Back at the hotel Joe’s animated corpse appears from a bathtub and attacks Martha and she dies when he pushes her head against a nail. Emily meanwhile is sitting alone at night when zombie versions of Schweick, Joe, Mary-Anne, and Arthur attack her. She sets her dog on them but they turn it into a zombie and it kills Emily by biting at her throat and face. Just after this Liza is attacked by the zombies at the hotel but John rescues her and they run to the hospital. Everyone has disappeared from the streets and except for Jill & Harris, a fellow doctor, there are only reanimated zombie corpses who shuffle about slowly and attack the living. In trying to escape Harris is killed and Jill becomes possessed and is shot by John. The doctor finds that he can kill off a zombie by shooting at the heads but idiot keeps wasting bullets shooting everywhere else! Finally out of bullets Liza & John run into the basement but find themselves in another dimension, a wasteland of dead bodies and desolate wasteland which Schweick had painted in one of his work before he was killed. They walk off and disappear, stuck in a kind of purgatory for all eternity.

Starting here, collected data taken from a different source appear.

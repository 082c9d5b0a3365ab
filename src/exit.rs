// src/exit.rs
//! Standardized process exit codes for `ctupipe`.
//!
//! Provides a stable contract for scripts and automation.

use std::process::Termination;

#[derive(Debug, Clone, Copy, PartialEq, Eq)]
#[repr(i32)]
pub enum CtupipeExit {
    /// Every dispatched translation unit was analyzed successfully.
    Success = 0,
    /// Generic error (e.g. IO, config, worker pool construction).
    Error = 1,
    /// Input validation failed (unreadable action list, bad config).
    InvalidInput = 2,
    /// The run completed but at least one translation unit failed.
    AnalysisFailed = 3,
    /// The run was aborted by SIGINT/SIGTERM.
    Interrupted = 130,
}

impl CtupipeExit {
    #[must_use]
    pub fn code(self) -> i32 {
        self as i32
    }
}

impl Termination for CtupipeExit {
    fn report(self) -> std::process::ExitCode {
        #[allow(clippy::cast_sign_loss, clippy::cast_possible_truncation)]
        std::process::ExitCode::from(self.code() as u8)
    }
}

#[cfg(test)]
mod tests {
    use super::*;

    #[test]
    fn interrupted_uses_shell_convention() {
        assert_eq!(CtupipeExit::Interrupted.code(), 130);
    }
}
//! Target architecture detection through the compiler driver's explain mode.

use regex::Regex;
use std::sync::LazyLock;

use crate::process::ProcessRunner;
use crate::types::{CommandResult, CompilationAction};

static TRIPLE_RE: LazyLock<Regex> = LazyLock::new(|| {
    Regex::new(r#""-triple"\s+"([^"]+)""#).unwrap_or_else(|_| panic!("Invalid Regex"))
});

/// Extracts the architecture segment of the `-triple` argument from `-###` output.
#[must_use]
pub fn parse_triple_arch(output: &str) -> Option<String> {
    TRIPLE_RE
        .captures(output)
        .and_then(|caps| caps.get(1))
        .and_then(|triple| triple.as_str().split('-').next())
        .filter(|arch| !arch.is_empty())
        .map(str::to_string)
}

/// Runs `<clang> -### -c -x <lang> <flags> <source>` and returns the target architecture.
///
/// # Errors
/// Returns the command result when the driver fails or prints no `-triple`.
pub fn get_triple_arch(
    runner: &ProcessRunner,
    clang: &str,
    action: &CompilationAction,
) -> Result<String, CommandResult> {
    let mut cmd = vec![
        clang.to_string(),
        "-###".to_string(),
        "-c".to_string(),
        "-x".to_string(),
        action.language.clone(),
    ];
    cmd.extend(action.compile_flags());
    cmd.push(action.absolute_source().to_string_lossy().into_owned());

    let result = runner.run_simple(&cmd, &action.directory);
    if !result.passed() {
        return Err(result);
    }
    // The driver prints the jobs it would run on stderr.
    parse_triple_arch(&result.output()).ok_or(result)
}
// src/config/mod.rs
pub mod types;

pub use self::types::{
    AnalysisConfig, Config, CtuConfig, CtupipeToml, SkipConfig, StatisticsConfig, ToolsConfig,
};

use std::fs;
use std::path::{Path, PathBuf};
use std::time::Duration;

use crate::error::{PipelineError, Result};

/// Default configuration file name, looked up in the working directory.
pub const CONFIG_FILE: &str = "ctupipe.toml";

impl Config {
    #[must_use]
    pub fn new(output_dir: impl Into<PathBuf>) -> Self {
        let mut config = Self::default();
        config.output_dir = output_dir.into();
        config
    }

    /// Loads `path` (or `ctupipe.toml` if present) on top of the defaults.
    ///
    /// # Errors
    /// Returns error if an explicitly named file is missing, or any file fails to parse.
    pub fn load(output_dir: impl Into<PathBuf>, path: Option<&Path>) -> Result<Self> {
        let mut config = Self::new(output_dir);
        match path {
            Some(p) => {
                let content = fs::read_to_string(p).map_err(|e| PipelineError::io(e, p))?;
                config.apply_toml(&content)?;
            }
            None => {
                if let Ok(content) = fs::read_to_string(CONFIG_FILE) {
                    config.apply_toml(&content)?;
                }
            }
        }
        config.validate()?;
        Ok(config)
    }

    /// Replaces the file-backed sections with the parsed `content`.
    ///
    /// # Errors
    /// Returns error if `content` is not valid TOML for [`CtupipeToml`].
    pub fn apply_toml(&mut self, content: &str) -> Result<()> {
        let parsed: CtupipeToml = toml::from_str(content)?;
        self.analysis = parsed.analysis;
        self.ctu = parsed.ctu;
        self.statistics = parsed.statistics;
        self.tools = parsed.tools;
        self.skip = parsed.skip;
        Ok(())
    }

    /// Validates configuration.
    ///
    /// # Errors
    /// Returns error for values no run can work with.
    pub fn validate(&self) -> Result<()> {
        if !(0.0..=1.0).contains(&self.statistics.relevance_threshold) {
            return Err(PipelineError::Config(format!(
                "statistics.relevance_threshold must be within [0, 1], got {}",
                self.statistics.relevance_threshold
            )));
        }
        if self.tools.clang.trim().is_empty() {
            return Err(PipelineError::Config("tools.clang must not be empty".into()));
        }
        Ok(())
    }

    /// CTU root; relative paths live under the output directory.
    #[must_use]
    pub fn ctu_dir(&self) -> PathBuf {
        self.resolve(&self.ctu.dir)
    }

    /// Statistics root; relative paths live under the output directory.
    #[must_use]
    pub fn stats_dir(&self) -> PathBuf {
        self.resolve(&self.statistics.dir)
    }

    /// Per-unit timeout, if one is configured.
    #[must_use]
    pub fn timeout(&self) -> Option<Duration> {
        (self.analysis.timeout > 0).then(|| Duration::from_secs(self.analysis.timeout))
    }

    /// Whether any pre-analysis pass has work to do.
    #[must_use]
    pub fn needs_pre_analysis(&self) -> bool {
        self.ctu.enabled || self.statistics.enabled
    }

    fn resolve(&self, path: &Path) -> PathBuf {
        if path.is_absolute() {
            path.to_path_buf()
        } else {
            self.output_dir.join(path)
        }
    }
}
//! Interrupt coordination shared by every worker of a scheduler run.
//!
//! Workers check the token cooperatively before starting a unit; the registry
//! of live process groups lets an operator interrupt kill work that is
//! already running instead of merely stopping dispatch.

use std::collections::HashSet;
use std::sync::atomic::{AtomicBool, Ordering};
use std::sync::{Arc, Mutex, MutexGuard, PoisonError};

use crate::process::{KillSignal, ProcessHandle};

#[derive(Debug, Default)]
struct InterruptState {
    cancelled: AtomicBool,
    live: Mutex<HashSet<ProcessHandle>>,
}

/// Cancellation token plus the set of process groups currently running.
#[derive(Debug, Clone, Default)]
pub struct Interrupt {
    inner: Arc<InterruptState>,
}

impl Interrupt {
    #[must_use]
    pub fn new() -> Self {
        Self::default()
    }

    /// Check if cancellation has been requested.
    #[must_use]
    pub fn is_cancelled(&self) -> bool {
        self.inner.cancelled.load(Ordering::SeqCst)
    }

    /// Requests cancellation and kills every live process group.
    ///
    /// Returns the number of groups that were signalled.
    pub fn trigger(&self) -> usize {
        self.inner.cancelled.store(true, Ordering::SeqCst);
        let live = self.live();
        for handle in live.iter() {
            if let Err(e) = handle.signal_group(KillSignal::Kill) {
                tracing::debug!(pid = handle.pid(), "could not signal process group: {e}");
            }
        }
        tracing::warn!(groups = live.len(), "interrupt received, terminated running analyzers");
        live.len()
    }

    /// Tracks `handle` until the returned guard is dropped.
    ///
    /// A registration that races with [`Interrupt::trigger`] is killed on the spot.
    #[must_use]
    pub fn register(&self, handle: ProcessHandle) -> LiveGuard {
        let mut live = self.live();
        live.insert(handle);
        if self.is_cancelled() {
            let _ = handle.signal_group(KillSignal::Kill);
        }
        LiveGuard {
            interrupt: self.clone(),
            handle,
        }
    }

    /// Number of process groups currently registered.
    #[must_use]
    pub fn live_count(&self) -> usize {
        self.live().len()
    }

    fn live(&self) -> MutexGuard<'_, HashSet<ProcessHandle>> {
        self.inner.live.lock().unwrap_or_else(PoisonError::into_inner)
    }
}

/// Unregisters a process group when dropped.
#[derive(Debug)]
pub struct LiveGuard {
    interrupt: Interrupt,
    handle: ProcessHandle,
}

impl Drop for LiveGuard {
    fn drop(&mut self) {
        self.interrupt.live().remove(&self.handle);
    }
}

The movie has tons of bad acting (I think a lot of it is dubbed to English, isn’t it) and laughable horror special effects that wouldn’t scare small kids. And the “zombies” are hilarious; they shuffle around with their heads looking down, like shy innocent Indian brides on their arranged marriage wedding night heading to their new husbands and about to be deflowered. I guess back then this would have been very scary but I don’t find it to be so at all. The death scenes were mildly interesting. The ending scene is good though when they head out to a desolate wasteland. Although I do have to say this – both Katherine MacColl & Cinzia Monreale are beautiful women. Really lovely! I was hoping for some skin. 5 outta 10! Oh and I found out that Swedish band Europe’s 1983 song Seven Doors Hotel (seven doors to hell) from their self-titled debut album is inspired by this film.